▶ _Task statement_: Please give the data again exactly, with no line dropped.

++++ Information provided ++++

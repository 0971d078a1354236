//! Item hook tables.

use crate::sim::bonus::{BonusKey, BonusVariable};
use crate::sim::damage::{
    mitigate, DamageCalculation, DamagePayload, DamageSourceType, DamageType,
};
use crate::sim::hooks::{AttackContext, DamageHookContext, HookRegistry, ItemHooks};
use crate::sim::status::{StatusApplication, StatusEffectType};
use crate::sim::unit::{Bleed, Unit};

pub fn register(registry: &mut HookRegistry) {
    registry.register_item(
        "Aegis Charm",
        ItemHooks {
            start_of_fight: Some(aegis_charm_start),
            ..Default::default()
        },
    );
    registry.register_item(
        "Giants Plate",
        ItemHooks {
            start_of_fight: Some(giants_plate_start),
            ..Default::default()
        },
    );
    registry.register_item(
        "Ember Brand",
        ItemHooks {
            on_basic_attack: Some(ember_brand_on_attack),
            ..Default::default()
        },
    );
    registry.register_item(
        "Thorn Mail",
        ItemHooks {
            damage_taken: Some(thorn_mail_on_taken),
            ..Default::default()
        },
    );
    registry.register_item(
        "Frost Edge",
        ItemHooks {
            damage_dealt: Some(frost_edge_on_dealt),
            ..Default::default()
        },
    );
    registry.register_item(
        "Adaptive Plating",
        ItemHooks {
            update: Some(adaptive_plating_update),
            ..Default::default()
        },
    );
}

/// One spell shield that blocks the next enemy spell outright, plus a
/// little magic resist.
fn aegis_charm_start(unit: &mut Unit, elapsed_ms: f64) {
    unit.spell_shield = Some(250.0);
    unit.bonuses.set(
        "Aegis Charm",
        vec![BonusVariable::new(BonusKey::MagicResist, 15.0)],
        elapsed_ms,
    );
}

/// Raw max health. Applied before the fight, so the holder starts full.
fn giants_plate_start(unit: &mut Unit, elapsed_ms: f64) {
    unit.bonuses.set(
        "Giants Plate",
        vec![BonusVariable::new(BonusKey::Health, 300.0)],
        elapsed_ms,
    );
    unit.health = unit.max_health(elapsed_ms);
}

/// Attacks brand the target with a two-second burn.
fn ember_brand_on_attack(ctx: &mut AttackContext) {
    let payload = DamagePayload::new(
        "Ember Brand",
        DamageSourceType::Bleed,
        DamageType::Magic,
        vec![DamageCalculation::ability_power(0.2)],
    );
    ctx.target.apply_bleed(Bleed {
        source_key: "Ember Brand".to_string(),
        source: Some(ctx.attacker_entity),
        payload,
        source_stats: ctx.attacker.source_stats(ctx.elapsed_ms),
        interval_ms: 1000.0,
        next_tick_at_ms: ctx.elapsed_ms + 1000.0,
        expires_at_ms: ctx.elapsed_ms + 2000.0,
    });
    StatusApplication::new(StatusEffectType::Ablaze, 2000.0, 1.0)
        .apply_to(&mut ctx.target.statuses, ctx.elapsed_ms);
}

/// Reflects a sliver of magic damage at physical attackers. The reflect
/// bypasses the pipeline, so the death sweep is what reports any kill it
/// scores.
fn thorn_mail_on_taken(ctx: &mut DamageHookContext) {
    if ctx.payload.damage_type != DamageType::Physical {
        return;
    }
    if let Some(source) = ctx.source.as_deref_mut() {
        let reflected = mitigate(
            30.0,
            DamageType::Magic,
            0.0,
            source.magic_resist(ctx.elapsed_ms),
        );
        source.take_damage(reflected);
    }
}

/// Attacks chill the target, slowing its attack speed.
fn frost_edge_on_dealt(ctx: &mut DamageHookContext) {
    if ctx.payload.source_type != DamageSourceType::Attack {
        return;
    }
    StatusApplication::new(StatusEffectType::AttackSpeedSlow, 2000.0, 0.3)
        .apply_to(&mut ctx.target.statuses, ctx.elapsed_ms);
}

/// Hardens while the holder is below half health. Re-evaluated every tick;
/// `set` keeps the bucket from stacking with itself.
fn adaptive_plating_update(unit: &mut Unit, elapsed_ms: f64) {
    let fraction = unit.health / unit.max_health(elapsed_ms).max(1.0);
    let amount = if fraction < 0.5 { 40.0 } else { 0.0 };
    unit.bonuses.set(
        "Adaptive Plating",
        vec![BonusVariable::new(BonusKey::Armor, amount)],
        elapsed_ms,
    );
}

#[cfg(test)]
mod tests {
    use super::*;
    use crate::board::HexCoord;
    use crate::sim::unit::BaseStats;

    fn unit() -> Unit {
        let base = BaseStats {
            max_health: 1000.0,
            attack_damage: 50.0,
            ability_power: 100.0,
            attack_speed: 0.7,
            armor: 30.0,
            magic_resist: 0.0,
            range: 1,
            crit_chance: 0.0,
            move_speed: 1.0,
            starting_mana: 0.0,
            max_mana: 0.0,
            health_regen: 0.0,
            mana_regen: 0.0,
            jumper: false,
        };
        Unit::new("Dummy", 0, 1, 1, base, HexCoord::new(0, 0))
    }

    #[test]
    fn adaptive_plating_hardens_only_below_half_health() {
        let mut unit = unit();
        adaptive_plating_update(&mut unit, 0.0);
        assert_eq!(unit.armor(0.0), 30.0);

        unit.take_damage(600.0);
        adaptive_plating_update(&mut unit, 33.0);
        assert_eq!(unit.armor(33.0), 70.0);

        unit.heal(600.0, 66.0);
        adaptive_plating_update(&mut unit, 66.0);
        assert_eq!(unit.armor(66.0), 30.0);
    }
}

++++

▶ _Response box_:
repository 0971d078a1354236
//! Item hook tables.

use crate::sim::bonus::{BonusKey, BonusVariable};
use crate::sim::damage::{
    mitigate, DamageCalculation, DamagePayload, DamageSourceType, DamageType,
};
use crate::sim::hooks::{AttackContext, DamageHookContext, HookRegistry, ItemHooks};
use crate::sim::status::{StatusApplication, StatusEffectType};
use crate::sim::unit::{Bleed, Unit};

pub fn register(registry: &mut HookRegistry) {
    registry.register_item(
        "Aegis Charm",
        ItemHooks {
            start_of_fight: Some(aegis_charm_start),
            ..Default::default()
        },
    );
    registry.register_item(
        "Giants Plate",
        ItemHooks {
            start_of_fight: Some(giants_plate_start),
            ..Default::default()
        },
    );
    registry.register_item(
        "Ember Brand",
        ItemHooks {
            on_basic_attack: Some(ember_brand_on_attack),
            ..Default::default()
        },
    );
    registry.register_item(
        "Thorn Mail",
        ItemHooks {
            damage_taken: Some(thorn_mail_on_taken),
            ..Default::default()
        },
    );
    registry.register_item(
        "Frost Edge",
        ItemHooks {
            damage_dealt: Some(frost_edge_on_dealt),
            ..Default::default()
        },
    );
    registry.register_item(
        "Adaptive Plating",
        ItemHooks {
            update: Some(adaptive_plating_update),
            ..Default::default()
        },
    );
}

/// One spell shield that blocks the next enemy spell outright, plus a
/// little magic resist.
fn aegis_charm_start(unit: &mut Unit, elapsed_ms: f64) {
    unit.spell_shield = Some(250.0);
    unit.bonuses.set(
        "Aegis Charm",
        vec![BonusVariable::new(BonusKey::MagicResist, 15.0)],
        elapsed_ms,
    );
}

/// Raw max health. Applied before the fight, so the holder starts full.
fn giants_plate_start(unit: &mut Unit, elapsed_ms: f64) {
    unit.bonuses.set(
        "Giants Plate",
        vec![BonusVariable::new(BonusKey::Health, 300.0)],
        elapsed_ms,
    );
    unit.health = unit.max_health(elapsed_ms);
}

/// Attacks brand the target with a two-second burn.
fn ember_brand_on_attack(ctx: &mut AttackContext) {
    let payload = DamagePayload::new(
        "Ember Brand",
        DamageSourceType::Bleed,
        DamageType::Magic,
        vec![DamageCalculation::ability_power(0.2)],
    );
    ctx.target.apply_bleed(Bleed {
        source_key: "Ember Brand".to_string(),
        source: Some(ctx.attacker_entity),
        payload,
        source_stats: ctx.attacker.source_stats(ctx.elapsed_ms),
        interval_ms: 1000.0,
        next_tick_at_ms: ctx.elapsed_ms + 1000.0,
        expires_at_ms: ctx.elapsed_ms + 2000.0,
    });
    StatusApplication::new(StatusEffectType::Ablaze, 2000.0, 1.0)
        .apply_to(&mut ctx.target.statuses, ctx.elapsed_ms);
}

/// Reflects a sliver of magic damage at physical attackers. The reflect
/// bypasses the pipeline, so the death sweep is what reports any kill it
/// scores.
fn thorn_mail_on_taken(ctx: &mut DamageHookContext) {
    if ctx.payload.damage_type != DamageType::Physical {
        return;
    }
    if let Some(source) = ctx.source.as_deref_mut() {
        let reflected = mitigate(
            30.0,
            DamageType::Magic,
            0.0,
            source.magic_resist(ctx.elapsed_ms),
        );
        source.take_damage(reflected);
    }
}

/// Attacks chill the target, slowing its attack speed.
fn frost_edge_on_dealt(ctx: &mut DamageHookContext) {
    if ctx.payload.source_type != DamageSourceType::Attack {
        return;
    }
    StatusApplication::new(StatusEffectType::AttackSpeedSlow, 2000.0, 0.3)
        .apply_to(&mut ctx.target.statuses, ctx.elapsed_ms);
}

/// Hardens while the holder is below half health. Re-evaluated every tick;
/// `set` keeps the bucket from stacking with itself.
fn adaptive_plating_update(unit: &mut Unit, elapsed_ms: f64) {
    let fraction = unit.health / unit.max_health(elapsed_ms).max(1.0);
    let amount = if fraction < 0.5 { 40.0 } else { 0.0 };
    unit.bonuses.set(
        "Adaptive Plating",
        vec![BonusVariable::new(BonusKey::Armor, amount)],
        elapsed_ms,
    );
}

#[cfg(test)]
mod tests {
    use super::*;
    use crate::board::HexCoord;
    use crate::sim::unit::BaseStats;

    fn unit() -> Unit {
        let base = BaseStats {
            max_health: 1000.0,
            attack_damage: 50.0,
            ability_power: 100.0,
            attack_speed: 0.7,
            armor: 30.0,
            magic_resist: 0.0,
            range: 1,
            crit_chance: 0.0,
            move_speed: 1.0,
            starting_mana: 0.0,
            max_mana: 0.0,
            health_regen: 0.0,
            mana_regen: 0.0,
            jumper: false,
        };
        Unit::new("Dummy", 0, 1, 1, base, HexCoord::new(0, 0))
    }

    #[test]
    fn adaptive_plating_hardens_only_below_half_health() {
        let mut unit = unit();
        adaptive_plating_update(&mut unit, 0.0);
        assert_eq!(unit.armor(0.0), 30.0);

        unit.take_damage(600.0);
        adaptive_plating_update(&mut unit, 33.0);
        assert_eq!(unit.armor(33.0), 70.0);

        unit.heal(600.0, 66.0);
        adaptive_plating_update(&mut unit, 66.0);
        assert_eq!(unit.armor(66.0), 30.0);
    }
}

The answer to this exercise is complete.